Apologies if this is an abstract question - I'll try to be as specific as possible.

When I'm at the bash shell and switch to a different account via su - foo, I'm prompted for a password. The characters I type at this password prompt are hidden from the screen with no indication of how many characters I'm typing or what they are. How is bash (or Linux in general) doing this?

Gilles 'SO- stop being evil'
  • 807,993
  • 194
  • 1,674
  • 2,175
Mike B
  • 8,769
  • 24
  • 70
  • 96

2 Answers2

8

What you type is displayed in the terminal because the terminal "echoes" it back. When asking for password, the echoing is turned off. See also help read and its -s option.

choroba
  • 45,735
  • 7
  • 84
  • 110
6

I believed that su probably opened /dev/tty, changed the terminal driver settings to not echo, and then read from /dev/tty's file descriptor.

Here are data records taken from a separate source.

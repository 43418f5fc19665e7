//! Core types for Syndicast

use serde::{Deserialize, Serialize};
use uuid::Uuid;

/// Supported delivery platforms.
#[derive(Debug, Clone, Copy, Serialize, Deserialize, PartialEq, Eq, Hash)]
#[serde(rename_all = "lowercase")]
pub enum Platform {
    Twitter,
    Linkedin,
    Bluesky,
}

impl Platform {
    pub const ALL: [Platform; 3] = [Platform::Twitter, Platform::Linkedin, Platform::Bluesky];

    pub fn as_str(&self) -> &'static str {
        match self {
            Platform::Twitter => "twitter",
            Platform::Linkedin => "linkedin",
            Platform::Bluesky => "bluesky",
        }
    }

    /// Whether connecting this platform goes through the OAuth redirect
    /// handshake. Bluesky uses a direct app-password login instead.
    pub fn uses_oauth_redirect(&self) -> bool {
        !matches!(self, Platform::Bluesky)
    }
}

impl std::str::FromStr for Platform {
    type Err = String;

    fn from_str(s: &str) -> std::result::Result<Self, Self::Err> {
        match s.to_lowercase().as_str() {
            "twitter" => Ok(Platform::Twitter),
            "linkedin" => Ok(Platform::Linkedin),
            "bluesky" => Ok(Platform::Bluesky),
            _ => Err(format!("Unknown platform: {}", s)),
        }
    }
}

impl std::fmt::Display for Platform {
    fn fmt(&self, f: &mut std::fmt::Formatter<'_>) -> std::fmt::Result {
        write!(f, "{}", self.as_str())
    }
}

/// Machine code recorded on a scheduled post once a dispatch concludes.
#[derive(Debug, Clone, Copy, Serialize, Deserialize, PartialEq, Eq)]
#[serde(rename_all = "snake_case")]
pub enum StatusDetail {
    InitialSuccess,
    RetrySuccess,
    SkippedDuplicateTweet,
    SkippedDuplicatePost,
    InitialFailure,
    RetryFailed,
    RefreshFailed,
}

impl StatusDetail {
    pub fn as_str(&self) -> &'static str {
        match self {
            StatusDetail::InitialSuccess => "initial_success",
            StatusDetail::RetrySuccess => "retry_success",
            StatusDetail::SkippedDuplicateTweet => "skipped_duplicate_tweet",
            StatusDetail::SkippedDuplicatePost => "skipped_duplicate_post",
            StatusDetail::InitialFailure => "initial_failure",
            StatusDetail::RetryFailed => "retry_failed",
            StatusDetail::RefreshFailed => "refresh_failed",
        }
    }

    /// The duplicate-absorption code for a platform.
    pub fn skipped_duplicate_for(platform: Platform) -> Self {
        match platform {
            Platform::Twitter => StatusDetail::SkippedDuplicateTweet,
            _ => StatusDetail::SkippedDuplicatePost,
        }
    }
}

impl std::str::FromStr for StatusDetail {
    type Err = String;

    fn from_str(s: &str) -> std::result::Result<Self, Self::Err> {
        match s {
            "initial_success" => Ok(StatusDetail::InitialSuccess),
            "retry_success" => Ok(StatusDetail::RetrySuccess),
            "skipped_duplicate_tweet" => Ok(StatusDetail::SkippedDuplicateTweet),
            "skipped_duplicate_post" => Ok(StatusDetail::SkippedDuplicatePost),
            "initial_failure" => Ok(StatusDetail::InitialFailure),
            "retry_failed" => Ok(StatusDetail::RetryFailed),
            "refresh_failed" => Ok(StatusDetail::RefreshFailed),
            _ => Err(format!("Unknown status detail: {}", s)),
        }
    }
}

impl std::fmt::Display for StatusDetail {
    fn fmt(&self, f: &mut std::fmt::Formatter<'_>) -> std::fmt::Result {
        write!(f, "{}", self.as_str())
    }
}

/// One in-flight authorization attempt.
///
/// Created when the user starts a "connect platform" flow, consumed (read +
/// deleted) exactly once when the platform redirects back.
#[derive(Debug, Clone, Serialize, Deserialize)]
pub struct OAuthHandshake {
    pub state: String,
    pub user_id: String,
    pub pkce_verifier: Option<String>,
    pub return_origin: String,
    pub user_email: String,
    pub user_timezone: String,
    pub created_at: i64,
}

/// One authorized connection between a user and a platform account.
#[derive(Debug, Clone, Serialize, Deserialize)]
pub struct ChannelCredential {
    pub id: String,
    pub user_id: String,
    pub platform: Platform,
    pub platform_account_id: String,
    pub handle: String,
    pub display_name: String,
    pub avatar_url: Option<String>,
    pub access_token: String,
    pub refresh_token: Option<String>,
    /// Unix seconds; None when the platform does not expire tokens.
    pub access_token_expiry: Option<i64>,
    pub timezone: String,
    pub activated: bool,
    pub error_message: Option<String>,
    pub updated_at: i64,
}

impl ChannelCredential {
    /// Build a fresh credential from an authorization result.
    pub fn new(
        user_id: String,
        platform: Platform,
        identity: ChannelIdentity,
        tokens: TokenSet,
        timezone: String,
    ) -> Self {
        Self {
            id: Uuid::new_v4().to_string(),
            user_id,
            platform,
            platform_account_id: identity.platform_account_id,
            handle: identity.handle,
            display_name: identity.display_name,
            avatar_url: identity.avatar_url,
            access_token: tokens.access_token,
            refresh_token: tokens.refresh_token,
            access_token_expiry: tokens.expires_at,
            timezone,
            activated: true,
            error_message: None,
            updated_at: chrono::Utc::now().timestamp(),
        }
    }
}

/// One unit of work: a message body targeted at one credentialed channel.
#[derive(Debug, Clone, Serialize, Deserialize)]
pub struct ScheduledPost {
    pub id: String,
    pub user_id: String,
    pub platform: Platform,
    pub handle: String,
    pub content: String,
    /// Calendar date, `YYYY-MM-DD`.
    pub scheduled_date: chrono::NaiveDate,
    /// Local wall clock, `HH:MM:SS`, no zone embedded. Interpreted against
    /// the owning credential's timezone.
    pub scheduled_time: chrono::NaiveTime,
    /// Still pending dispatch. Cleared the moment an attempt concludes,
    /// whatever the outcome.
    pub schedule_status: bool,
    /// Terminal, monotonic: once true it is never reset by this subsystem.
    pub sent_post: bool,
    pub posted_at: Option<i64>,
    pub remote_post_id: Option<String>,
    pub error_message: Option<String>,
    pub status_detail: Option<StatusDetail>,
    pub updated_at: i64,
}

impl ScheduledPost {
    pub fn new(
        user_id: String,
        platform: Platform,
        handle: String,
        content: String,
        scheduled_date: chrono::NaiveDate,
        scheduled_time: chrono::NaiveTime,
    ) -> Self {
        Self {
            id: Uuid::new_v4().to_string(),
            user_id,
            platform,
            handle,
            content,
            scheduled_date,
            scheduled_time,
            schedule_status: true,
            sent_post: false,
            posted_at: None,
            remote_post_id: None,
            error_message: None,
            status_detail: None,
            updated_at: chrono::Utc::now().timestamp(),
        }
    }
}

/// Tokens returned by a platform's exchange/refresh/login endpoint.
#[derive(Debug, Clone, Serialize, Deserialize, PartialEq, Eq)]
pub struct TokenSet {
    pub access_token: String,
    pub refresh_token: Option<String>,
    /// Unix seconds.
    pub expires_at: Option<i64>,
}

/// Who the access token belongs to on the remote platform.
#[derive(Debug, Clone, Serialize, Deserialize, PartialEq, Eq)]
pub struct ChannelIdentity {
    pub platform_account_id: String,
    pub handle: String,
    pub display_name: String,
    pub avatar_url: Option<String>,
}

To test this belief, I ran strace -o su.out su - on my Arch linux laptop. The relevant part of the strace output:

ioctl(0, SNDCTL_TMR_CONTINUE or TCSETSF, {B38400 opost isig icanon -echo ...}) = 0
write(2, "Password: ", 10)              = 10
read(0, "hahanotthis\n", 511)                = 7
ioctl(0, SNDCTL_TMR_STOP or TCSETSW, {B38400 opost isig icanon echo ...}) = 0

I was not 100% wrong. su does in fact read from stdin, but it does turn off echoing on stdin using a terminal control ioctl(). After I put in the password, su turns echoing back on, again with ioctl() system call.

I know that some other programs, the ftp client in particular, do use /dev/tty to read passwords, which means you can't put a password on the command line, or in a "here document", you have to use some shenanigans.